Naruto is eerlijk gezegd een van de minst interessante personages in zijn eigen serie, en zonder een van zijn vrienden hier om de boel op te vrolijken, voelt The Lost Tower een gebrek aan schaal en karakteruitbetaling. De tweede helft van de film is technisch indrukwekkend in termen van actie-animatie op ware grootte (gelukkig geen vreselijke CG voor de poppen deze keer), maar ook dramatisch doelloos en zonder enige leidende filosofie van kunstontwerp. Over het algemeen vertegenwoordigt het helaas een terugkeer naar de oorspronkelijke middelmatige standaard van de Shippuden-films.
Aangespoord door het meedogenloze gezang van “BLOOD PRISON BLOOD PRISON”, gingen we direct naar bloedgevangenis🇧🇷 Onze verwachtingen waren hooggespannen gezien de absurd broeierige titel, en ik ben blij te kunnen melden dat we niet teleurgesteld zijn. Blood Prison is misschien wel de meest originele en esthetisch holistische Naruto-film tot nu toe, een onverwacht stukje duister mysteriedrama te midden van een verzameling briljante kinderavonturen.

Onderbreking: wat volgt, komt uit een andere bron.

pub mod command;
pub mod locker;
pub mod preflight;
pub mod size;
pub mod transport;

// Trait-based abstraction for testability
pub mod executor;

// Re-export commonly used types and traits (used by test crate)
pub use executor::{CommandExecutor, RealExecutor};
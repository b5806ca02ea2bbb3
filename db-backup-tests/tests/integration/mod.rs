//! Integration tests for db-backup
//!
//! These tests require Docker and run real dumps against throwaway containers.
//! Run with: `cargo test -p db-backup-tests --test integration -- --ignored`

mod common;
mod mongodb;
mod postgres;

Zelfs in de eerste paar shots is het duidelijk dat Blood Prison wordt gecomponeerd met een scherper oog voor lay-outs en kleurontwerp dan de gemiddelde Naruto-film. Extreem prominente schaduwen combineren met over het algemeen ingetogen kleuren om een sombere maar indrukwekkende beeldtaal te creëren, passend bij de vermoeide toon van het verhaal zelf. De titulaire gevangenis is een visueel wonder op zich, oprijzend uit grimmige torentjes en scherp uitgesneden bogen, herinnerend aan de vervreemdende landschappen van mijn geliefde Georgio de Chirico. En binnen die muren wordt Naruto bezield met de nerveuze intensiteit van een opgejaagd beest, zijn energie resonerend met de horrorgekte die populair is in de kern van de gevangenis.
Zoals je misschien al geraden had, vond ik deze best leuk! Zoals veel van deze films, vereiste het verhaal de toepassing van een aantal onwaarschijnlijke gimmicks om het te begrijpen, maar de verdiensten ervan als een tonaal stuk en een esthetisch verenigd stuk beeldmateriaal zijn duidelijk. Ik vind het altijd leuk als films die aansluiten bij een franchise een echt unieke kijk op hun bronmateriaal bieden, en hoewel Prison of Blood zeker niet Baron Omatsuri is, is het over het algemeen nog steeds een indrukwekkend beeld en de eerste Naruto-film die ik zou aanbevelen. algemeen, kijkers niet ingebouwd in Naruto, bekijk het eens. Goed gedaan, Bloedgevangenis!